__What is expected__
In the following listing, find the lines containing "collision" and report them.

__Given records__
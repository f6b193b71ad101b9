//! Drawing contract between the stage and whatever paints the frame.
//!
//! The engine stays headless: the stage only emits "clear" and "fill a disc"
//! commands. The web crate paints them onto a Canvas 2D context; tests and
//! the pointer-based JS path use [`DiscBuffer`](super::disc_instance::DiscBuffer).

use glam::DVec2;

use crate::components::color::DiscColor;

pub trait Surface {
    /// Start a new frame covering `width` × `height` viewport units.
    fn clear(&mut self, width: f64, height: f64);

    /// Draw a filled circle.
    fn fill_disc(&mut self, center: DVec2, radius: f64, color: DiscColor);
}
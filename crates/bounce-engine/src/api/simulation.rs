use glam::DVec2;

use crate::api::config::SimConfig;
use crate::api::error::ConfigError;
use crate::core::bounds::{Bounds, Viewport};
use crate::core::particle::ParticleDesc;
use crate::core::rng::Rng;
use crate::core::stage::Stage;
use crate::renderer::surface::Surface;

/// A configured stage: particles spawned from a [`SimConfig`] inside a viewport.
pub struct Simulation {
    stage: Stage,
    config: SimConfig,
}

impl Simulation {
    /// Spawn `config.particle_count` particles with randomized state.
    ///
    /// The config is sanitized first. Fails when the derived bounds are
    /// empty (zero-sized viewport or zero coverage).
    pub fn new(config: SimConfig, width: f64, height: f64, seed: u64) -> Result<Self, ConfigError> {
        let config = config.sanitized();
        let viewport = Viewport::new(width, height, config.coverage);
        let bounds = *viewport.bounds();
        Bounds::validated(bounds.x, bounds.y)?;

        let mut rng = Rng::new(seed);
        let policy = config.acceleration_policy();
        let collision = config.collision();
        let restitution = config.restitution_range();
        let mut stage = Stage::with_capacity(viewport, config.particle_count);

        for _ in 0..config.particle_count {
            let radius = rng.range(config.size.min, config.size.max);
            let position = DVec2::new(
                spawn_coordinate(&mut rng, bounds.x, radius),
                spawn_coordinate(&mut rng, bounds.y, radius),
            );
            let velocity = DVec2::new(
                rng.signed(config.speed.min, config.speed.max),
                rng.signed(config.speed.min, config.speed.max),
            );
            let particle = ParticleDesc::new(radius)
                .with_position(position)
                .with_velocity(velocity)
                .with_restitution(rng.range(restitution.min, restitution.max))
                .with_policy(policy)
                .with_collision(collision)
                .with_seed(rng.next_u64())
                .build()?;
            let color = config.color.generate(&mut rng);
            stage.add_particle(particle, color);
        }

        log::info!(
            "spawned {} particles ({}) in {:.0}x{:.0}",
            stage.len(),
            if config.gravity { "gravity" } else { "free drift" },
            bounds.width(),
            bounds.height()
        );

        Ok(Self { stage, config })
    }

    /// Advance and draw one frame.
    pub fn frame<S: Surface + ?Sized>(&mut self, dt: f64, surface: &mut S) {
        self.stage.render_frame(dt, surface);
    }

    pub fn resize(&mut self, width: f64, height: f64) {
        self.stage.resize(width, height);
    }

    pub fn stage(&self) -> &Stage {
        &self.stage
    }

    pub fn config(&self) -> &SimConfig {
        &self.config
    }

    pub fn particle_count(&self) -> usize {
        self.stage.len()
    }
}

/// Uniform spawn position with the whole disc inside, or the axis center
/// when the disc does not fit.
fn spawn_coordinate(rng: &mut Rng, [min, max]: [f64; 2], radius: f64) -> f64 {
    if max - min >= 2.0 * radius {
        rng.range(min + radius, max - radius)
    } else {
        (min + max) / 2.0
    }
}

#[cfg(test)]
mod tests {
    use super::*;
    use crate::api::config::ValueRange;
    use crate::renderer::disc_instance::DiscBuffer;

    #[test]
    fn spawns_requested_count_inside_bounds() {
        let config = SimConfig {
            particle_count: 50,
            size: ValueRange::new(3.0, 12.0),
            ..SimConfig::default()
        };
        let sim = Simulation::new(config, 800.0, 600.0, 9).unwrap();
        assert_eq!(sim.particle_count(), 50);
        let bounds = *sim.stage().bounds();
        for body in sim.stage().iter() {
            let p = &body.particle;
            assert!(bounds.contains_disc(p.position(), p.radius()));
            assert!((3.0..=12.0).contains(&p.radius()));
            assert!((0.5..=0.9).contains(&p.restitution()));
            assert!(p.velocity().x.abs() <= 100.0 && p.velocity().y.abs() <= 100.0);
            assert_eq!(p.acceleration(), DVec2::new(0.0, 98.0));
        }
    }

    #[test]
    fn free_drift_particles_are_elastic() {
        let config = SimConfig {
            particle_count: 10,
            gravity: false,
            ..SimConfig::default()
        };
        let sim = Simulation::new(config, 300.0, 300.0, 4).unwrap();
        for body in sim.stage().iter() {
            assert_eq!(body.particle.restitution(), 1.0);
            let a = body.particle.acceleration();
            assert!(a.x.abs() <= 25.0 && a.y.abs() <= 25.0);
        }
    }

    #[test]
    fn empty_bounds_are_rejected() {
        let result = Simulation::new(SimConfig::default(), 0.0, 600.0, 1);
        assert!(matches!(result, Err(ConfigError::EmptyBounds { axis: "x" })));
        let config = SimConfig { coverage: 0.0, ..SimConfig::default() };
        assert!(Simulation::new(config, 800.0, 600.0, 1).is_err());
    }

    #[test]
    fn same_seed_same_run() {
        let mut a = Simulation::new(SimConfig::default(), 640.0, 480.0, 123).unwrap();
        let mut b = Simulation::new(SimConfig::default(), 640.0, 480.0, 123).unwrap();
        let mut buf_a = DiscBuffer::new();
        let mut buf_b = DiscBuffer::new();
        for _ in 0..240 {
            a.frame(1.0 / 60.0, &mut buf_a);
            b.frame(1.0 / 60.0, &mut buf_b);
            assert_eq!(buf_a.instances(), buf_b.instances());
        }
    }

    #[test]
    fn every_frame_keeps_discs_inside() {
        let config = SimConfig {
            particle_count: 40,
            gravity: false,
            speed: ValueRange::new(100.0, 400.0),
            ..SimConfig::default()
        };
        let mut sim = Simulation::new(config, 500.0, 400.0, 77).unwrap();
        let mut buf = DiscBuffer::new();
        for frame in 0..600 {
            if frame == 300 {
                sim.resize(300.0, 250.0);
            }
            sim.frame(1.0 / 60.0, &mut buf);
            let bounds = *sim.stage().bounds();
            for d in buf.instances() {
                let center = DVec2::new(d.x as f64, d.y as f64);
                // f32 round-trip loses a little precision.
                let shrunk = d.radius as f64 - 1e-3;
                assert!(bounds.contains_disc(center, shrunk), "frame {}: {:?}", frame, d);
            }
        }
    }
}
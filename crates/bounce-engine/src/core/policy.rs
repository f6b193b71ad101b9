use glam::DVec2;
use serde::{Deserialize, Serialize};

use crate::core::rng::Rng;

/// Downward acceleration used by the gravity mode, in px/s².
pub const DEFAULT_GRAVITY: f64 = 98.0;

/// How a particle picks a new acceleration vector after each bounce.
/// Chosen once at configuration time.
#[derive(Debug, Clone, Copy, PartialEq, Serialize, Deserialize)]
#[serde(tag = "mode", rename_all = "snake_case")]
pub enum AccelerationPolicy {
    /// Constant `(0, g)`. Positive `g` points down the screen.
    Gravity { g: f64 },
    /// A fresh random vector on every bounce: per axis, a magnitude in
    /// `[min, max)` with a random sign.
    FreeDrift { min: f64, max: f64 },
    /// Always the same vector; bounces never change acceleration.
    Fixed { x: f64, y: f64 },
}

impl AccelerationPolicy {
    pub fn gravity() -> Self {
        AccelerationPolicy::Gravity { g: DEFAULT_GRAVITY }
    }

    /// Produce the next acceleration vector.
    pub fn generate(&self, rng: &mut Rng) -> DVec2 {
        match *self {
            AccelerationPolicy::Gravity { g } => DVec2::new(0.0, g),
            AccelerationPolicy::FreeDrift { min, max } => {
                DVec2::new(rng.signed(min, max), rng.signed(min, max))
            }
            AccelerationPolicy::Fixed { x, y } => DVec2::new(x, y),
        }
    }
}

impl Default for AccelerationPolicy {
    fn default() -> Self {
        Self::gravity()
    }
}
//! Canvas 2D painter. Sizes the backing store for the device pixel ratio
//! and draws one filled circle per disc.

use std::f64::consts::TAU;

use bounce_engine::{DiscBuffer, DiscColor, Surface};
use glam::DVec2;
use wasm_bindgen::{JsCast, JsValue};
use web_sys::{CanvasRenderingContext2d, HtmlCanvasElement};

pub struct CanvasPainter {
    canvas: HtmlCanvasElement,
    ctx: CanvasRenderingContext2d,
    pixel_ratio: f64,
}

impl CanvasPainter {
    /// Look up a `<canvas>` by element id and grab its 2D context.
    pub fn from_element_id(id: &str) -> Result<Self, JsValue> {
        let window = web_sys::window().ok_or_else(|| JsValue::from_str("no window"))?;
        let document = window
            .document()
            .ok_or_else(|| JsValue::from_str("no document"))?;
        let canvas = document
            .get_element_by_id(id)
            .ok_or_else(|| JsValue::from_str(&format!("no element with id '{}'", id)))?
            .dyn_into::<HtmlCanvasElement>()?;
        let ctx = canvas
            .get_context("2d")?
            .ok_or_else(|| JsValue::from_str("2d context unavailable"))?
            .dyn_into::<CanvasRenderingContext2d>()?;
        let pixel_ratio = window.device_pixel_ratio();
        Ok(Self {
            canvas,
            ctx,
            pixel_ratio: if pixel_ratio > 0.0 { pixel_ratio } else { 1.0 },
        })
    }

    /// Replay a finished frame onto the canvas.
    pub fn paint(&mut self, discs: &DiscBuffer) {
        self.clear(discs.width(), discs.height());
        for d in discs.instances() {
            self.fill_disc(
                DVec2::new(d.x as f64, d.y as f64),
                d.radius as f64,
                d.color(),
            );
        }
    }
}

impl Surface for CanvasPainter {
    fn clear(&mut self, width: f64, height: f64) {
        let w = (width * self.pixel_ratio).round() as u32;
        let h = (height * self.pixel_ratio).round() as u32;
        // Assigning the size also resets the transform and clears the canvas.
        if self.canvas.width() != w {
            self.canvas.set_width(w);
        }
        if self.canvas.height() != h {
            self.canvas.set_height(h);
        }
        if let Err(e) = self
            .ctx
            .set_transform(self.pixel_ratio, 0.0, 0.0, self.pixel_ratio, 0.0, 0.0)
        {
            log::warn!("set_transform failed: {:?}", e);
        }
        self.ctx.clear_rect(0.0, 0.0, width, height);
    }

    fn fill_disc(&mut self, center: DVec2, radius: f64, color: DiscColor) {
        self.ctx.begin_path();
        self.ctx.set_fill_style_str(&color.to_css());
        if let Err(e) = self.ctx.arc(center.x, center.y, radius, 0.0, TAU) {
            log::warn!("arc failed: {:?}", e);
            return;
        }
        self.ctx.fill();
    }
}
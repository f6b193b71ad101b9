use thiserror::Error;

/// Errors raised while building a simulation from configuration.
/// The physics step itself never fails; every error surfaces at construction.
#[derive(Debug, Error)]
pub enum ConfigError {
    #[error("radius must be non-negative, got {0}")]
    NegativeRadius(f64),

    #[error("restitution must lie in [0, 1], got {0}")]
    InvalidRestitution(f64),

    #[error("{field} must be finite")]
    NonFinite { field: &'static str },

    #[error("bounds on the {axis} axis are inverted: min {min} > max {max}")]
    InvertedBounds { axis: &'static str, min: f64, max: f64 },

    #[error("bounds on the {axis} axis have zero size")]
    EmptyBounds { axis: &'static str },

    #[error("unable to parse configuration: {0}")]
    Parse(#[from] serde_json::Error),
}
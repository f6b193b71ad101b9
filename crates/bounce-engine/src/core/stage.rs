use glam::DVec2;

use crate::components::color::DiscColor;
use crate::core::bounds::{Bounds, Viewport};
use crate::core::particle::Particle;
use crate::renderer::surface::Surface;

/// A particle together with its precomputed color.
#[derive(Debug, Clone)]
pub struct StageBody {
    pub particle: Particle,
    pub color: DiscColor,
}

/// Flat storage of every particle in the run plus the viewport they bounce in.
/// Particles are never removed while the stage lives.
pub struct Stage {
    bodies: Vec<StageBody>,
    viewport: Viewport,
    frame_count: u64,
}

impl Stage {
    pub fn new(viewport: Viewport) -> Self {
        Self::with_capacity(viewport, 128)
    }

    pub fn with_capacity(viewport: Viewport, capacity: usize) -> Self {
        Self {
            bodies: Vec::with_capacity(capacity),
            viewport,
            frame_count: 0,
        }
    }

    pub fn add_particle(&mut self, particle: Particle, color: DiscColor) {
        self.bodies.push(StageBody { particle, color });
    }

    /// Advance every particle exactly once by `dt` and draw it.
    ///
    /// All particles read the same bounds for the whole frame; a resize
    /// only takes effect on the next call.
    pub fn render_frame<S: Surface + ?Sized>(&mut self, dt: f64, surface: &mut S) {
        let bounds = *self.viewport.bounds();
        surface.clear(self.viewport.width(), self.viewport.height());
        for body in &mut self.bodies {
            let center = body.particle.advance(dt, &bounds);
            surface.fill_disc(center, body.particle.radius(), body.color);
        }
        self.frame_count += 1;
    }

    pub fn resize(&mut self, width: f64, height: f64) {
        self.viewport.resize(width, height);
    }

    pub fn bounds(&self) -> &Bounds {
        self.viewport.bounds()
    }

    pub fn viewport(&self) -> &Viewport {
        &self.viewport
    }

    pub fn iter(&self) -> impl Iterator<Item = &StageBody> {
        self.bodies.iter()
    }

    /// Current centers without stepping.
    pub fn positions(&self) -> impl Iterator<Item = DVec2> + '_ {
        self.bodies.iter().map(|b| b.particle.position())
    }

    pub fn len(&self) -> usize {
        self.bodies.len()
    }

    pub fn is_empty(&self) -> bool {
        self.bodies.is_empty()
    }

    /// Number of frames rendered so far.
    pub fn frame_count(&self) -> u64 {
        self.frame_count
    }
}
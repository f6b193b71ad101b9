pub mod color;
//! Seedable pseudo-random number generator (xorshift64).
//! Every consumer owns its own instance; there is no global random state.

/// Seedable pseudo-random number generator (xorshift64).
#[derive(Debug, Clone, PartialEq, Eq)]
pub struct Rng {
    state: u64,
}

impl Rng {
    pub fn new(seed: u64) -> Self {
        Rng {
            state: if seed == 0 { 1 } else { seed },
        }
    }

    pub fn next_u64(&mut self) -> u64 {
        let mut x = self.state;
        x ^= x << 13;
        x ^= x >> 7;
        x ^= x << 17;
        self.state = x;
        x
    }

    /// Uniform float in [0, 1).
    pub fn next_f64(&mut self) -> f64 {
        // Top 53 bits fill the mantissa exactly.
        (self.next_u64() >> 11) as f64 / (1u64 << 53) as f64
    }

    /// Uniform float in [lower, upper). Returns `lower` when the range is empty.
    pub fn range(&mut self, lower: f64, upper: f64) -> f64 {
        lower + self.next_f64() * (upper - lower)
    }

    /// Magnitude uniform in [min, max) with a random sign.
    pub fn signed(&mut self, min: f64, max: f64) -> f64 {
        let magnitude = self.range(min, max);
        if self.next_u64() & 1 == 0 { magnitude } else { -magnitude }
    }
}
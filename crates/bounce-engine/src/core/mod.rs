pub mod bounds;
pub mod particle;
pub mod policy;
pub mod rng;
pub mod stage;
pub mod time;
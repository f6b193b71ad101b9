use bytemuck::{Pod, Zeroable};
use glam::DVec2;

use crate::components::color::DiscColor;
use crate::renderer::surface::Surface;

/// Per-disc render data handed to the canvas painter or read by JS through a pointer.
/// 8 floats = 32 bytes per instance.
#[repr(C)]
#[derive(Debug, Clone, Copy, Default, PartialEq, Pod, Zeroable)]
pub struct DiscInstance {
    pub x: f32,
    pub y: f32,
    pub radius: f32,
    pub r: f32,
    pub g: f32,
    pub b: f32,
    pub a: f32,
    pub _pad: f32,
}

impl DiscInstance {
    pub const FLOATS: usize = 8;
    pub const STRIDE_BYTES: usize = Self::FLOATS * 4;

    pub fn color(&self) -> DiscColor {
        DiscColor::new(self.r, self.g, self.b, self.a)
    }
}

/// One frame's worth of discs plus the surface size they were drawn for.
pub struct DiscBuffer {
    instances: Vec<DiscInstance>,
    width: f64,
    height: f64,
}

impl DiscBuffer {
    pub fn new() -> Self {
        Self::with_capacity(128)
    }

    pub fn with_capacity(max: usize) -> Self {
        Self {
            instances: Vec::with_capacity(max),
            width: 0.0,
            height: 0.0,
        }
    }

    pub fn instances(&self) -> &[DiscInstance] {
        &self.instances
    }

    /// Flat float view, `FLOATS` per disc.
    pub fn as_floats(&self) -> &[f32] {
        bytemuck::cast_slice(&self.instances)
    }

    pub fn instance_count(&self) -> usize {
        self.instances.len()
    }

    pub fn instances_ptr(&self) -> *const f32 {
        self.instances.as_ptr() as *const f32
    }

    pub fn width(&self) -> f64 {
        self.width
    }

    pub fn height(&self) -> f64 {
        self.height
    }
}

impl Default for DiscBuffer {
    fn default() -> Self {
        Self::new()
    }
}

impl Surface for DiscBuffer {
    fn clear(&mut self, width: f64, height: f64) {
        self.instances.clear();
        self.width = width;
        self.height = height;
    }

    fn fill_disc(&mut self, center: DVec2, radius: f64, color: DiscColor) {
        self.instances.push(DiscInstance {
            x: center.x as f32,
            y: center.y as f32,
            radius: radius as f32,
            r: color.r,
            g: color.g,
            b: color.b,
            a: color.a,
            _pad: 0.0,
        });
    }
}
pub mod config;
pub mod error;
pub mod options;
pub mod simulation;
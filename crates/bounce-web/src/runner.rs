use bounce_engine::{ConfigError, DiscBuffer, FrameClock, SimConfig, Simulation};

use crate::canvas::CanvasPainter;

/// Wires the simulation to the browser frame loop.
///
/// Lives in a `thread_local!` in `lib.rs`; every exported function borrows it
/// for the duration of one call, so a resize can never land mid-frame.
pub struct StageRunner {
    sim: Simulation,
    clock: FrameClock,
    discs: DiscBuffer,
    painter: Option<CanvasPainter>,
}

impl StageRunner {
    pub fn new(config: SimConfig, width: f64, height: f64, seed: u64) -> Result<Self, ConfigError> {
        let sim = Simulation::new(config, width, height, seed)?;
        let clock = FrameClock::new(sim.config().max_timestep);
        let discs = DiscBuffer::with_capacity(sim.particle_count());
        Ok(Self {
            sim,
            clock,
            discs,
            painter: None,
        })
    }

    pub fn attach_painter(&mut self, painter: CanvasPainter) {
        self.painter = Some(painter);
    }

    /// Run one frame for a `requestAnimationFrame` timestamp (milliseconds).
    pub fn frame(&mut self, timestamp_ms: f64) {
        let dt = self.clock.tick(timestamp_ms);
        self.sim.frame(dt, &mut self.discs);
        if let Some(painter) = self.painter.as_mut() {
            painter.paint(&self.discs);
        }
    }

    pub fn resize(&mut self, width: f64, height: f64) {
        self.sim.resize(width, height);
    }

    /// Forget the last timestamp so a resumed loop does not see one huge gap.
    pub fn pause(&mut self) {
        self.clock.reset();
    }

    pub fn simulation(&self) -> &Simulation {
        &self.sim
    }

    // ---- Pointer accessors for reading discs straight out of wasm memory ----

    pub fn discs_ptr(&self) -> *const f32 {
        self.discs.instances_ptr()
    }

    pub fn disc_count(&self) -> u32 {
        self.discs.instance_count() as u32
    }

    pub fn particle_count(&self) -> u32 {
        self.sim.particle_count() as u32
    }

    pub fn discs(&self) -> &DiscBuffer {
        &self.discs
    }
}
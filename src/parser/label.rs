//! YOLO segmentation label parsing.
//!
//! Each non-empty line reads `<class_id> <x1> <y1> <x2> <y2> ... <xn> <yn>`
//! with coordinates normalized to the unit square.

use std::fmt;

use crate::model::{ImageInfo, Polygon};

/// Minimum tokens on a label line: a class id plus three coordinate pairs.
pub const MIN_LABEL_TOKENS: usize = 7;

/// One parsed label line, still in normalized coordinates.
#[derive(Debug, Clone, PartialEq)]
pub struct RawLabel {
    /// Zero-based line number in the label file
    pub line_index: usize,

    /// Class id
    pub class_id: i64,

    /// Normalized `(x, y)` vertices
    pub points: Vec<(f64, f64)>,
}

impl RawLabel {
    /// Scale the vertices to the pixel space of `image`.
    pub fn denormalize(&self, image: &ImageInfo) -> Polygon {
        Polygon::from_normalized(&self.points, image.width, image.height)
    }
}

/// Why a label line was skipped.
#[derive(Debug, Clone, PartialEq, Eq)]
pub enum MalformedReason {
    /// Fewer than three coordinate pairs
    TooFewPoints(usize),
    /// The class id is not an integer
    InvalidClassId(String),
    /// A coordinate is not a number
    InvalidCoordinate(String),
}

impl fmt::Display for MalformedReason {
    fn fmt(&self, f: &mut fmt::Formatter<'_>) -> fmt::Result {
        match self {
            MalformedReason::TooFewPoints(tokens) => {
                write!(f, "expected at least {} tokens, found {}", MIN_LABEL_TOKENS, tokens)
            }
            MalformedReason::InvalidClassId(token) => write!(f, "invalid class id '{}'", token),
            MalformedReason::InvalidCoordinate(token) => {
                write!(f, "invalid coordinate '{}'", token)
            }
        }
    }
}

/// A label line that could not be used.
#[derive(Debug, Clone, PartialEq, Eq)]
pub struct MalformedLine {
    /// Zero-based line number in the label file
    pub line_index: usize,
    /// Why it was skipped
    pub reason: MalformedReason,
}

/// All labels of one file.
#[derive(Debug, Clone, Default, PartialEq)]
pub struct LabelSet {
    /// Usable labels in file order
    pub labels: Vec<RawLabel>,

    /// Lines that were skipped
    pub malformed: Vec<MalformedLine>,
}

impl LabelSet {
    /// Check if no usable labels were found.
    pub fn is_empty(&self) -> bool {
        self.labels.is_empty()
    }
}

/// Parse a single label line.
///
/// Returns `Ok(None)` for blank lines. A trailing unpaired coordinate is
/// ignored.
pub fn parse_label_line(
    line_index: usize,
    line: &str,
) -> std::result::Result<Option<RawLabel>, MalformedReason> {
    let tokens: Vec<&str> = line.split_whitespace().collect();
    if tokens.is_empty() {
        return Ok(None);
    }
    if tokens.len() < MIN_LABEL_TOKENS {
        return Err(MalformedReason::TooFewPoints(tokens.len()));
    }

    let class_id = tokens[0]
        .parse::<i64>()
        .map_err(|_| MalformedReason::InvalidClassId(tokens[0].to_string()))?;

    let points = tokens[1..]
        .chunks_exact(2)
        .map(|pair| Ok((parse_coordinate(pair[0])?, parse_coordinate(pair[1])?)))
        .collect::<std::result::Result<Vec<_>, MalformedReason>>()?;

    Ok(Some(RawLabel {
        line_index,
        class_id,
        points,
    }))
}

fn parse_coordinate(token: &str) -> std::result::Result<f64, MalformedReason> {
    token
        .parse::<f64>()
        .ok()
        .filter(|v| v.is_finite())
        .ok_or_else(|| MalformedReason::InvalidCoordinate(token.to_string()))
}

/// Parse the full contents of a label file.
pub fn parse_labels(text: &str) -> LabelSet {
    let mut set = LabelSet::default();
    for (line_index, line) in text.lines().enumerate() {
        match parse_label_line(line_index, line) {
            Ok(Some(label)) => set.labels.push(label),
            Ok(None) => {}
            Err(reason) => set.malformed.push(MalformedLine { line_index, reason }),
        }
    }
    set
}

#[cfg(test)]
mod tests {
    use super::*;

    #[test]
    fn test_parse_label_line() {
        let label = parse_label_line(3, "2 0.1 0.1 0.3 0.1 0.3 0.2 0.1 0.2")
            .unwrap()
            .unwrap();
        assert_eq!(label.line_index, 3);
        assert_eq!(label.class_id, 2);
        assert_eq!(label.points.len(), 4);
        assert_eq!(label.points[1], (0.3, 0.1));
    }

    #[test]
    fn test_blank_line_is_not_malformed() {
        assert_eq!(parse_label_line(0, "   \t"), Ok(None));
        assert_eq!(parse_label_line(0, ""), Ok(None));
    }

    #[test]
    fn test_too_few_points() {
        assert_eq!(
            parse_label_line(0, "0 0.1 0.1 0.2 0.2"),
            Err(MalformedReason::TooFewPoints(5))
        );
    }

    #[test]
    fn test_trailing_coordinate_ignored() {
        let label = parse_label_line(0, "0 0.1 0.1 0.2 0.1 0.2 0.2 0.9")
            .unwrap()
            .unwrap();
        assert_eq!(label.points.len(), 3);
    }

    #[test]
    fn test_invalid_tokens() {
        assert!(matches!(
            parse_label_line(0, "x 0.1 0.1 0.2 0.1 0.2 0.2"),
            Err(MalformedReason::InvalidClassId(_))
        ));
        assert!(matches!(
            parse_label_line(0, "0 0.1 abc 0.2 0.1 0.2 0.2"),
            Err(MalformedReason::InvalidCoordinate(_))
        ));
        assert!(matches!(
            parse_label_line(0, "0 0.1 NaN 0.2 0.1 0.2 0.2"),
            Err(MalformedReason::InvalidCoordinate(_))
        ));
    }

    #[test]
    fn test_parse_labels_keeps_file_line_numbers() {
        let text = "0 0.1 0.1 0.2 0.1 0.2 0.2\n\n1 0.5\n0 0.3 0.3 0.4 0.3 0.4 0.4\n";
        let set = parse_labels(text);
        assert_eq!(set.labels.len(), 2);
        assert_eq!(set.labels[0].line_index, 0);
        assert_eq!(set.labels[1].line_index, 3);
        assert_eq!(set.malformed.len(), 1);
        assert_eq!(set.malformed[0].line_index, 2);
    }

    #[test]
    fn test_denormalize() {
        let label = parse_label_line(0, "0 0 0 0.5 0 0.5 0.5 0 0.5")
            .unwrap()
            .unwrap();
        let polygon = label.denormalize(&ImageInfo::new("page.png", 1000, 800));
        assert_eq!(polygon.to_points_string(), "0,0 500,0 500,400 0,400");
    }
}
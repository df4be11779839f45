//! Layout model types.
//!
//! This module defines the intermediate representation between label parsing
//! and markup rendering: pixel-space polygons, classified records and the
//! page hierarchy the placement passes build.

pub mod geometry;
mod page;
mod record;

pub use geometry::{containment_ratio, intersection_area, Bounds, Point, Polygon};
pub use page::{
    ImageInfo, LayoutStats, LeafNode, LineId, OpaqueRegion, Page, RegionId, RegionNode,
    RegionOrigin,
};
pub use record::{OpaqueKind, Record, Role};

__Task output__
        let collision = config.collision();
                .with_collision(collision)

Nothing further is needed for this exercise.